## Task details
For each line below that holds the string "AppError", add one to a tally; report that tally alone.

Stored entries
*** Begin section ***

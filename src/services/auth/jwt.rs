use std::time::Duration;

use chrono::Utc;
use jsonwebtoken::{DecodingKey, EncodingKey, Header, Validation, decode, encode};
use serde::{Deserialize, Serialize};
use uuid::Uuid;

use crate::{
    config::JwtConfig,
    error::{AppError, Result},
};

/// Token issuance lives in the identity provider; this service only mints
/// tokens for tooling and validates what callers present.
#[derive(Debug, Serialize, Deserialize)]
pub struct JwtClaims {
    pub sub: Uuid,
    pub exp: u64,
    pub iat: u64,
    pub jti: String,
}

pub struct JwtService {
    encoding_key: EncodingKey,
    decoding_key: DecodingKey,
    access_ttl: Duration,
}

impl JwtService {
    pub fn new(jwt_config: &JwtConfig) -> Self {
        Self {
            encoding_key: EncodingKey::from_secret(jwt_config.secret.as_bytes()),
            decoding_key: DecodingKey::from_secret(jwt_config.secret.as_bytes()),
            access_ttl: jwt_config.access_token_ttl,
        }
    }

    pub fn create_access_token(&self, user_id: Uuid) -> Result<String> {
        let now = Utc::now().timestamp() as u64;

        let claims = JwtClaims {
            sub: user_id,
            exp: now + self.access_ttl.as_secs(),
            iat: now,
            jti: Uuid::new_v4().to_string(),
        };

        encode(&Header::default(), &claims, &self.encoding_key)
            .map_err(|e| AppError::InternalServerError(e.to_string()))
    }

    pub fn validate_token(&self, token: &str) -> Result<JwtClaims> {
        let validation = Validation::default();

        let data =
            decode::<JwtClaims>(token, &self.decoding_key, &validation).map_err(|e| {
                match e.kind() {
                    jsonwebtoken::errors::ErrorKind::ExpiredSignature => AppError::TokenExpired,
                    _ => AppError::Unauthorized,
                }
            })?;

        Ok(data.claims)
    }
}

#[cfg(test)]
mod tests {
    use std::time::Duration;

    use uuid::Uuid;

    use super::JwtService;
    use crate::{config::JwtConfig, error::AppError};

    fn service() -> JwtService {
        JwtService::new(&JwtConfig {
            secret: "0123456789abcdef0123456789abcdef".into(),
            access_token_ttl: Duration::from_secs(900),
        })
    }

    #[test]
    fn round_trips_the_subject() {
        let jwt = service();
        let user_id = Uuid::new_v4();

        let token = jwt.create_access_token(user_id).unwrap();
        let claims = jwt.validate_token(&token).unwrap();

        assert_eq!(claims.sub, user_id);
    }

    #[test]
    fn rejects_garbage_tokens() {
        let jwt = service();

        assert!(matches!(
            jwt.validate_token("not-a-token"),
            Err(AppError::Unauthorized)
        ));
    }
}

*** End section ***

## Finished exercise
6